Es interesante su lectura de Lolita, de ese ‘yo infantil’ empeñado en demonizar las relaciones amorosas cuando no son correspondidas...
El personaje de Humbert es una parodia de todos esos personajes malditos que ha prodigado la literatura occidental y que pretendían ser héroes del amor desdichado. El hecho de que Lolita sea una niña de 9 años cuando Humbert la conoce y se enamora de ella, y de 12 cuando se acuesta con ella, da una idea de lo mistificador y ridículo que es su relato, pone en evidencia que es un mentiroso. Tal vez pudiera resultar creíble que una mujer tuviera todos esos ‘poderes’ que se atribuían a las femmes fatales de la literatura o del cine, pero que una niña de 9 años tenga tanto poder parece bastante más improbable. Es como si Nabokov quisiera señalar lo delirante que es su personaje al recurrir al tradicional argumento del embrujo de amor. Lo curioso del asunto es que pese a todas las pistas del escritor ruso para sugerir que lo trágico de esa historia es que Humbert es incapaz de ver la inmensa distancia que existe entre él y la niña de 9 años (una distancia que hace imposible que entre ellos se dé eso que él quiere pensar como 'amor'), muchísimos lectores se creyeron al pie de la letra el relato de Humbert. Eso indica hasta qué punto la locura de Humbert ha sido durante siglos un lugar común, moneda corriente.

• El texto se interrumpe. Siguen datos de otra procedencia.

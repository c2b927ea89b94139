mod app;
mod charts;
mod data;
mod state;
mod style;
mod ui;

use std::path::Path;

use anyhow::Context;
use app::VibePandaApp;
use eframe::egui;

/// Dataset read at startup, relative to the working directory.
const DEFAULT_DATASET: &str = "reduced_dataset.csv";

fn main() -> anyhow::Result<()> {
    env_logger::init();

    let dataset = match data::loader::load_file(Path::new(DEFAULT_DATASET)) {
        Ok(ds) => ds,
        Err(e) => {
            log::error!("Cannot start without a dataset: {e}");
            return Err(e).with_context(|| format!("loading {DEFAULT_DATASET}"));
        }
    };
    if dataset.is_empty() {
        log::warn!("{DEFAULT_DATASET} has a header but no tracks; every chart will be empty");
    }

    let options = eframe::NativeOptions {
        viewport: egui::ViewportBuilder::default()
            .with_inner_size([1200.0, 800.0])
            .with_min_inner_size([600.0, 400.0]),
        ..Default::default()
    };

    eframe::run_native(
        "Music Data Dashboard",
        options,
        Box::new(|_cc| Ok(Box::new(VibePandaApp::new(dataset)))),
    )
    .map_err(|e| anyhow::anyhow!("running the dashboard window: {e}"))
}
use std::collections::BTreeMap;

use super::{BoxGroup, BoxSpec, ChartBuilder, ChartInput, ChartKind, ChartSpec};
use crate::data::model::{Sentiment, TrackFeature};
use crate::style::ChartStyle;

// ---------------------------------------------------------------------------
// Five-number summary
// ---------------------------------------------------------------------------

/// Box-plot statistics of one sample.
///
/// Quartiles use linear interpolation between closest ranks. Whiskers
/// reach the most extreme values within 1.5 × IQR of the box; anything
/// beyond them is an outlier.
#[derive(Debug, Clone, PartialEq)]
pub struct BoxStats {
    pub lower_whisker: f64,
    pub q1: f64,
    pub median: f64,
    pub q3: f64,
    pub upper_whisker: f64,
    pub outliers: Vec<f64>,
    pub count: usize,
}

impl BoxStats {
    /// `None` when the sample holds no finite values.
    pub fn from_values(values: impl IntoIterator<Item = f64>) -> Option<Self> {
        let mut sorted: Vec<f64> = values.into_iter().filter(|v| v.is_finite()).collect();
        if sorted.is_empty() {
            return None;
        }
        sorted.sort_by(f64::total_cmp);

        let q1 = quantile(&sorted, 0.25);
        let median = quantile(&sorted, 0.5);
        let q3 = quantile(&sorted, 0.75);
        let fence = 1.5 * (q3 - q1);
        let (low_fence, high_fence) = (q1 - fence, q3 + fence);

        let lower_whisker = sorted.iter().copied().find(|v| *v >= low_fence).unwrap_or(q1);
        let upper_whisker = sorted.iter().rev().copied().find(|v| *v <= high_fence).unwrap_or(q3);
        let outliers = sorted
            .iter()
            .copied()
            .filter(|v| !(low_fence..=high_fence).contains(v))
            .collect();

        Some(Self {
            lower_whisker,
            q1,
            median,
            q3,
            upper_whisker,
            outliers,
            count: sorted.len(),
        })
    }
}

/// Linear-interpolated quantile of an ascending, non-empty slice.
fn quantile(sorted: &[f64], p: f64) -> f64 {
    let pos = p * (sorted.len() - 1) as f64;
    let lo = pos.floor() as usize;
    let hi = pos.ceil() as usize;
    sorted[lo] + (sorted[hi] - sorted[lo]) * (pos - lo as f64)
}

// ---------------------------------------------------------------------------
// Builder
// ---------------------------------------------------------------------------

/// Distribution of one numeric feature per sentiment.
#[derive(Debug, Clone, Copy)]
pub struct SentimentBoxChart {
    pub feature: TrackFeature,
}

impl SentimentBoxChart {
    pub fn new(feature: TrackFeature) -> Self {
        Self { feature }
    }
}

impl ChartBuilder for SentimentBoxChart {
    fn build(&self, input: &ChartInput<'_>, style: &ChartStyle) -> ChartSpec {
        let mut samples: BTreeMap<&Sentiment, Vec<f64>> = BTreeMap::new();
        for track in input.view {
            samples
                .entry(&track.sentiment)
                .or_default()
                .push(track.feature(self.feature));
        }

        let groups = samples
            .into_iter()
            .filter_map(|(sentiment, values)| {
                let stats = BoxStats::from_values(values)?;
                Some(BoxGroup {
                    sentiment: sentiment.clone(),
                    color: style.color_for(sentiment),
                    fill: style.fill_for(sentiment),
                    stats,
                })
            })
            .collect();

        let title = self.feature.title();
        ChartSpec {
            layout: style.layout(format!("Sentiment vs. {title}"), "Sentiment", title),
            kind: ChartKind::Box(BoxSpec {
                feature: self.feature,
                groups,
            }),
        }
    }
}

#[cfg(test)]
mod tests {
    use super::*;
    use crate::data::model::tests::track;
    use crate::data::model::{MoodMetric, Track};

    #[test]
    fn quartiles_interpolate_linearly() {
        let stats = BoxStats::from_values([1.0, 2.0, 3.0, 4.0]).unwrap();
        assert_eq!(stats.q1, 1.75);
        assert_eq!(stats.median, 2.5);
        assert_eq!(stats.q3, 3.25);
        assert_eq!((stats.lower_whisker, stats.upper_whisker), (1.0, 4.0));
        assert!(stats.outliers.is_empty());
        assert_eq!(stats.count, 4);
    }

    #[test]
    fn far_values_become_outliers() {
        let stats = BoxStats::from_values([10.0, 11.0, 12.0, 13.0, 14.0, 100.0]).unwrap();
        assert_eq!(stats.outliers, [100.0]);
        assert_eq!(stats.upper_whisker, 14.0);
        assert_eq!(stats.lower_whisker, 10.0);
    }

    #[test]
    fn single_value_collapses_the_box() {
        let stats = BoxStats::from_values([0.3]).unwrap();
        assert_eq!(
            (stats.lower_whisker, stats.q1, stats.median, stats.q3, stats.upper_whisker),
            (0.3, 0.3, 0.3, 0.3, 0.3)
        );
    }

    #[test]
    fn nan_values_are_skipped() {
        assert!(BoxStats::from_values([f64::NAN]).is_none());
        let stats = BoxStats::from_values([f64::NAN, 1.0, 3.0]).unwrap();
        assert_eq!(stats.count, 2);
        assert_eq!(stats.median, 2.0);
    }

    #[test]
    fn one_group_per_sentiment_in_display_order() {
        let tracks: Vec<Track> = vec![
            track("a", "pop", "negative", 10.0),
            track("b", "pop", "positive", 90.0),
            track("c", "pop", "positive", 70.0),
            track("d", "pop", "mixed", 50.0),
        ];
        let view: Vec<&Track> = tracks.iter().collect();
        let input = ChartInput {
            view: &view,
            aggregate: &[],
            mood_metric: MoodMetric::default(),
        };
        let spec = SentimentBoxChart::new(TrackFeature::Popularity).build(&input, ChartStyle::shared());
        assert_eq!(spec.layout.title, "Sentiment vs. Popularity");
        assert_eq!(spec.layout.y_title, "Popularity");

        let ChartKind::Box(boxes) = spec.kind else {
            panic!("expected a box chart");
        };
        let order: Vec<&str> = boxes.groups.iter().map(|g| g.sentiment.label()).collect();
        assert_eq!(order, ["positive", "negative", "mixed"]);
        assert_eq!(boxes.groups[0].stats.median, 80.0);
    }

    #[test]
    fn audio_feature_titles() {
        let input = ChartInput {
            view: &[],
            aggregate: &[],
            mood_metric: MoodMetric::default(),
        };
        let spec = SentimentBoxChart::new(MoodMetric::Danceability.into()).build(&input, ChartStyle::shared());
        assert_eq!(spec.layout.title, "Sentiment vs. Danceability");
        assert!(spec.is_empty());
    }
}
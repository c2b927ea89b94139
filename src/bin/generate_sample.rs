use std::sync::Arc;

use anyhow::{Context, Result};
use arrow::array::{ArrayRef, Float64Array, Int64Array, StringArray};
use arrow::datatypes::{DataType, Field, Schema};
use arrow::record_batch::RecordBatch;
use parquet::arrow::ArrowWriter;
use serde::Serialize;

/// Minimal deterministic PRNG (xoshiro256**)
struct SimpleRng {
    state: [u64; 4],
}

impl SimpleRng {
    fn new(seed: u64) -> Self {
        let mut s = [0u64; 4];
        let mut x = seed;
        for slot in &mut s {
            x = x.wrapping_mul(6364136223846793005).wrapping_add(1);
            *slot = x;
        }
        SimpleRng { state: s }
    }

    fn next_u64(&mut self) -> u64 {
        let result = (self.state[1].wrapping_mul(5))
            .rotate_left(7)
            .wrapping_mul(9);
        let t = self.state[1] << 17;
        self.state[2] ^= self.state[0];
        self.state[3] ^= self.state[1];
        self.state[1] ^= self.state[2];
        self.state[0] ^= self.state[3];
        self.state[2] ^= t;
        self.state[3] = self.state[3].rotate_left(45);
        result
    }

    fn next_f64(&mut self) -> f64 {
        (self.next_u64() >> 11) as f64 / (1u64 << 53) as f64
    }

    /// Box-Muller transform for normal distribution
    fn gauss(&mut self, mean: f64, std_dev: f64) -> f64 {
        let u1 = self.next_f64().max(1e-15);
        let u2 = self.next_f64();
        let z = (-2.0 * u1.ln()).sqrt() * (2.0 * std::f64::consts::PI * u2).cos();
        mean + std_dev * z
    }

    /// Normal sample clamped to the unit interval, like Spotify audio features.
    fn unit(&mut self, mean: f64, std_dev: f64) -> f64 {
        self.gauss(mean, std_dev).clamp(0.0, 1.0)
    }

    fn pick<'a>(&mut self, items: &'a [&'a str]) -> &'a str {
        items[(self.next_u64() % items.len() as u64) as usize]
    }
}

#[derive(Serialize)]
struct SampleTrack {
    track_id: i64,
    track_name: String,
    artists: String,
    track_genre: String,
    danceability: f64,
    energy: f64,
    valence: f64,
    acousticness: f64,
    liveness: f64,
    speechiness: f64,
    popularity: i64,
    sentiment: String,
}

/// Per-genre feature centres: (danceability, energy, valence, acousticness, speechiness).
const GENRES: [(&str, [f64; 5]); 6] = [
    ("pop", [0.68, 0.65, 0.55, 0.20, 0.07]),
    ("rock", [0.50, 0.80, 0.45, 0.10, 0.05]),
    ("jazz", [0.55, 0.35, 0.50, 0.70, 0.05]),
    ("hip-hop", [0.78, 0.65, 0.50, 0.15, 0.25]),
    ("classical", [0.30, 0.15, 0.30, 0.95, 0.04]),
    ("edm", [0.70, 0.90, 0.40, 0.05, 0.06]),
];

const TRACKS_PER_GENRE: usize = 60;

const WORDS: [&str; 12] = [
    "Midnight", "Neon", "Velvet", "Summer", "Echo", "Golden", "Broken", "Electric", "Quiet",
    "Paper", "Ocean", "Fire",
];
const NOUNS: [&str; 10] = [
    "Dreams", "Heart", "Skyline", "Rain", "Road", "Lights", "Waves", "Garden", "Signal", "Night",
];
const ARTISTS: [&str; 8] = [
    "The Lanterns", "Mira Vale", "Static Bloom", "Oso Grande", "June & the Tides", "K. Orbit",
    "Hollow Pines", "DJ Meridian",
];

fn sentiment_for(valence: f64, rng: &mut SimpleRng) -> &'static str {
    // A few rows carry a label outside the known three.
    if rng.next_f64() < 0.02 {
        return "unknown";
    }
    if valence > 0.6 {
        "positive"
    } else if valence < 0.4 {
        "negative"
    } else {
        "neutral"
    }
}

fn generate(rng: &mut SimpleRng) -> Vec<SampleTrack> {
    let mut tracks = Vec::with_capacity(GENRES.len() * TRACKS_PER_GENRE);
    let mut track_id: i64 = 0;
    for (genre, [dance, energy, valence, acoustic, speech]) in GENRES {
        for _ in 0..TRACKS_PER_GENRE {
            let valence = rng.unit(valence, 0.2);
            let sentiment = sentiment_for(valence, rng);
            tracks.push(SampleTrack {
                track_id,
                track_name: format!("{} {}", rng.pick(&WORDS), rng.pick(&NOUNS)),
                artists: rng.pick(&ARTISTS).to_string(),
                track_genre: genre.to_string(),
                danceability: rng.unit(dance, 0.12),
                energy: rng.unit(energy, 0.15),
                valence,
                acousticness: rng.unit(acoustic, 0.15),
                liveness: rng.unit(0.18, 0.1),
                speechiness: rng.unit(speech, 0.04),
                popularity: rng.gauss(45.0, 20.0).clamp(0.0, 100.0).round() as i64,
                sentiment: sentiment.to_string(),
            });
            track_id += 1;
        }
    }
    tracks
}

fn write_csv(path: &str, tracks: &[SampleTrack]) -> Result<()> {
    let mut writer = csv::Writer::from_path(path).with_context(|| format!("creating {path}"))?;
    for t in tracks {
        writer.serialize(t).context("writing CSV row")?;
    }
    writer.flush().context("flushing CSV")?;
    Ok(())
}

fn write_parquet(path: &str, tracks: &[SampleTrack]) -> Result<()> {
    let text = |f: fn(&SampleTrack) -> &str| -> ArrayRef {
        Arc::new(StringArray::from(tracks.iter().map(f).collect::<Vec<_>>()))
    };
    let float = |f: fn(&SampleTrack) -> f64| -> ArrayRef {
        Arc::new(Float64Array::from(tracks.iter().map(f).collect::<Vec<_>>()))
    };
    let int = |f: fn(&SampleTrack) -> i64| -> ArrayRef {
        Arc::new(Int64Array::from(tracks.iter().map(f).collect::<Vec<_>>()))
    };

    let columns: Vec<(&str, DataType, ArrayRef)> = vec![
        ("track_id", DataType::Int64, int(|t| t.track_id)),
        ("track_name", DataType::Utf8, text(|t| t.track_name.as_str())),
        ("artists", DataType::Utf8, text(|t| t.artists.as_str())),
        ("track_genre", DataType::Utf8, text(|t| t.track_genre.as_str())),
        ("danceability", DataType::Float64, float(|t| t.danceability)),
        ("energy", DataType::Float64, float(|t| t.energy)),
        ("valence", DataType::Float64, float(|t| t.valence)),
        ("acousticness", DataType::Float64, float(|t| t.acousticness)),
        ("liveness", DataType::Float64, float(|t| t.liveness)),
        ("speechiness", DataType::Float64, float(|t| t.speechiness)),
        ("popularity", DataType::Int64, int(|t| t.popularity)),
        ("sentiment", DataType::Utf8, text(|t| t.sentiment.as_str())),
    ];

    let schema = Arc::new(Schema::new(
        columns
            .iter()
            .map(|(name, ty, _)| Field::new(*name, ty.clone(), false))
            .collect::<Vec<_>>(),
    ));
    let batch = RecordBatch::try_new(
        schema.clone(),
        columns.into_iter().map(|(_, _, col)| col).collect(),
    )
    .context("building record batch")?;

    let file = std::fs::File::create(path).with_context(|| format!("creating {path}"))?;
    let mut writer = ArrowWriter::try_new(file, schema, None).context("creating parquet writer")?;
    writer.write(&batch).context("writing parquet batch")?;
    writer.close().context("closing parquet writer")?;
    Ok(())
}

fn main() -> Result<()> {
    let mut rng = SimpleRng::new(42);
    let tracks = generate(&mut rng);

    write_csv("sample_tracks.csv", &tracks)?;
    write_parquet("sample_tracks.parquet", &tracks)?;

    println!(
        "Wrote {} tracks across {} genres to sample_tracks.csv and sample_tracks.parquet",
        tracks.len(),
        GENRES.len()
    );
    Ok(())
}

En el caso de Con faldas y a lo loco destaca el poder del disfraz, que permite a los protagonistas verse desde otro lugar. ¿Nos falta empatía como sociedad?
Lo que me pareció muy interesante de la película de Willy Wilder fue que precisamente invitaba a la mitad de la población humana a ponerse en el lugar de la otra mitad: los dos protagonistas, que se ven obligados a hacerse pasar por mujeres, descubren aspectos de la realidad en la que viven que habían podido no ver simplemente porque eran hombres. El disfraz es tradicionalmente algo de lo que se acusa a las mujeres, pero Wilder parece sugerir que a todos nos gusta disfrazarnos: Dafne está encantada con su nueva personalidad. No obstante, también señala que es un juego peligroso, que en un mundo como el nuestro ciertos disfraces pueden ser una trampa: meterse realmente en la piel de una mujer es quedar condenada a decir sí siempre, o a que no se oiga cuando dices no. En cuanto a la capacidad de ponerse en el lugar de los otros, la compasión, diría que siempre ha sido muy necesaria para la civilización y la convivencia, y ahora no lo es menos, claro. Sin duda, en esta como en todas las demás épocas nos falta compasión, a hombres y a mujeres, de lo contrario el mundo iría mucho mejor, nos pondríamos en el lugar de las personas que se ven obligadas a huir de sus países de origen, o de las personas que se ven obligadas a trabajar por un sueldo que a duras penas les permite vivir, etcétera…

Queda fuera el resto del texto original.